WTIC is not the only FAA program looking to improve weather reporting in aviation. Within the organization’s Partnership to Enhance General Aviation Safety, Accessibility and Sustainability (PEGASAS), there is a specific project called Helicopter Operations Weather Information (HOWI). Its stated objectives are to enhance rotorcraft safety by identifying gaps and shortfalls — relevancy, availability, and barriers to effective use — associated with the type of weather information used in the rotorcraft community. 

A U.S. Coast Guard Sikorsky HH-60 Jayhawk prepares to land in a snowy landscape. USCG Photo

To accomplish this goal, the project will “identify what type of weather information is available to pilots, through which sources this information is made available or used (online, avionics, dispatch, etc.), if the relevant information is available, how this information is used in practice, and what additional information would be beneficial, pertaining to a set of missions.” Its final goal is “to identify mitigations for the identified gaps.”

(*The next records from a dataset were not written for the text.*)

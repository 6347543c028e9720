//! Token Value
//!
//! Opaque secret handed to a user (usually inside an emailed link).
//! The value itself is never written to logs.

use platform::crypto::{constant_time_eq, fingerprint, random_token};
use std::fmt;
use std::hash::{Hash, Hasher};

#[derive(Clone)]
pub struct TokenValue(String);

impl TokenValue {
    /// Wrap a caller-supplied value. Uniqueness is the storage's job.
    pub fn new(value: impl Into<String>) -> Self {
        Self(value.into())
    }

    /// Fresh random value carrying `bytes_len` bytes of entropy
    pub fn generate(bytes_len: usize) -> Self {
        Self(random_token(bytes_len))
    }

    pub fn as_str(&self) -> &str {
        &self.0
    }

    pub fn into_inner(self) -> String {
        self.0
    }

    /// Log-safe tag identifying this value
    pub fn fingerprint(&self) -> String {
        fingerprint(self.0.as_bytes())
    }
}

impl PartialEq for TokenValue {
    fn eq(&self, other: &Self) -> bool {
        constant_time_eq(self.0.as_bytes(), other.0.as_bytes())
    }
}

impl Eq for TokenValue {}

impl Hash for TokenValue {
    fn hash<H: Hasher>(&self, state: &mut H) {
        self.0.hash(state);
    }
}

impl fmt::Debug for TokenValue {
    fn fmt(&self, f: &mut fmt::Formatter<'_>) -> fmt::Result {
        f.debug_tuple("TokenValue").field(&"[REDACTED]").finish()
    }
}

impl From<String> for TokenValue {
    fn from(value: String) -> Self {
        Self(value)
    }
}

impl From<&str> for TokenValue {
    fn from(value: &str) -> Self {
        Self(value.to_string())
    }
}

As part of the project, the team ran a survey on weather information use and relevance for helicopter pilots. The majority of respondents were air ambulance pilots. Most said they have access to a graphical display in the cockpit and said ADS-B In is useful. But 85 percent of them also said in-flight weather information had shortcomings. Specifically, pilots would like to see a satellite link to provide weather information to alleviate some of the problems with ground-based transmissions, better displays to show more information more efficiently, and the incorporation of helicopter emergency medical services (HEMS) data not currently available.

The HEMS weather tool was designed specifically to show weather conditions for short distance, low altitude flights — information not available from traditional aviation weather reports. Proposed improvements to the HEMS tool include integrating it into the graphical forecasts for aviation (GFA), adding additional weather observations such as mesonet data, and developing a flight path tool. Also, since many pilots are unaware of its existence, some believe a new, broader name should used.

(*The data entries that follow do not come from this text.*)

//! Typed Identifiers
//!
//! UUID-backed identifiers tagged with a marker type so that IDs of
//! different entities cannot be mixed up.

use std::cmp::Ordering;
use std::fmt;
use std::hash::{Hash, Hasher};
use std::marker::PhantomData;
use std::str::FromStr;

use uuid::Uuid;

/// Generic typed ID wrapper
///
/// Trait impls are written by hand so that the marker type needs no
/// bounds of its own (a `derive` would require `T: Clone`, `T: Hash`, ...).
///
/// ```
/// use kernel::id::Id;
///
/// pub struct AccountMarker;
/// pub type AccountId = Id<AccountMarker>;
///
/// let id = AccountId::new();
/// let copy = id;
/// assert_eq!(id, copy);
/// ```
pub struct Id<T> {
    value: Uuid,
    _marker: PhantomData<fn() -> T>,
}

impl<T> Id<T> {
    /// Create a new random ID (UUID v4)
    pub fn new() -> Self {
        Self::from_uuid(Uuid::new_v4())
    }

    /// Create from an existing UUID
    pub const fn from_uuid(value: Uuid) -> Self {
        Self {
            value,
            _marker: PhantomData,
        }
    }

    /// Get the underlying UUID
    pub fn as_uuid(&self) -> &Uuid {
        &self.value
    }

    /// Convert to UUID
    pub fn into_uuid(self) -> Uuid {
        self.value
    }
}

impl<T> Default for Id<T> {
    fn default() -> Self {
        Self::new()
    }
}

impl<T> Clone for Id<T> {
    fn clone(&self) -> Self {
        *self
    }
}

impl<T> Copy for Id<T> {}

impl<T> PartialEq for Id<T> {
    fn eq(&self, other: &Self) -> bool {
        self.value == other.value
    }
}

impl<T> Eq for Id<T> {}

impl<T> PartialOrd for Id<T> {
    fn partial_cmp(&self, other: &Self) -> Option<Ordering> {
        Some(self.cmp(other))
    }
}

impl<T> Ord for Id<T> {
    fn cmp(&self, other: &Self) -> Ordering {
        self.value.cmp(&other.value)
    }
}

impl<T> Hash for Id<T> {
    fn hash<H: Hasher>(&self, state: &mut H) {
        self.value.hash(state);
    }
}

impl<T> fmt::Debug for Id<T> {
    fn fmt(&self, f: &mut fmt::Formatter<'_>) -> fmt::Result {
        write!(f, "Id({})", self.value)
    }
}

impl<T> fmt::Display for Id<T> {
    fn fmt(&self, f: &mut fmt::Formatter<'_>) -> fmt::Result {
        write!(f, "{}", self.value)
    }
}

impl<T> FromStr for Id<T> {
    type Err = uuid::Error;

    fn from_str(s: &str) -> Result<Self, Self::Err> {
        Uuid::parse_str(s).map(Self::from_uuid)
    }
}

impl<T> From<Uuid> for Id<T> {
    fn from(uuid: Uuid) -> Self {
        Self::from_uuid(uuid)
    }
}

impl<T> From<Id<T>> for Uuid {
    fn from(id: Id<T>) -> Self {
        id.value
    }
}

As for future improvements in cockpit weather, one common concern is to not overload pilots with too much information. 

“Pilots could be presented with a nearly endless stream of weather information, but much of it wouldn’t be useful and would likely be distracting,” said Arnaud Dumont, deputy director for engineering, aviation applications program, at the National Center for Atmospheric Research. “This is especially so for rotorcraft pilots with a heavy workload.” 

There are several programs in the U.S. looking to improve weather reporting in aviation.

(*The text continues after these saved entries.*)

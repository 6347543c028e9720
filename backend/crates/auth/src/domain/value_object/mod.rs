//! Value Object Module

pub mod email;
pub mod storage_strategy;
pub mod token_kind;
pub mod token_value;
pub mod user_id;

Dumont proposed “the creation of tools that provide pilots with tailored information, such as weather hazards likely to be encountered. It allows a pilot to quickly decide what action to take.” 

Five-Alpha’s Alexander said any information must be presented “in such a way that it is easy and fast to both read and understand.” He said he advocates “the development of a communications network capable of transmitting the vast volume of data required in near real-time — and the development of the standards that speak to how weather in the cockpit will be displayed to a pilot.”

However, he said funding is needed to support aviation weather research and the development of the WTIC program.

Pokodner would like to see pilots have access to webcams, ground observers, and automated observing systems, making “PIREP submittal easier, more timely, and more accurate,” and incorporating “observation information from various sources into a singular system.” 

Both Alexander and Pokodner believe that pilots need more in-flight information on hazardous weather conditions such as turbulence, reduced visibility, icing, and thunderstorms. 

A Babcock-operated H145 flies an EMS mission over the Italian alps. Anthony Pecchi Photo

In terms of weather information, pilots are better served today than they have ever been in the past. But the prospect of greater information promises to make them even better prepared to face the unknown challenges of tomorrow.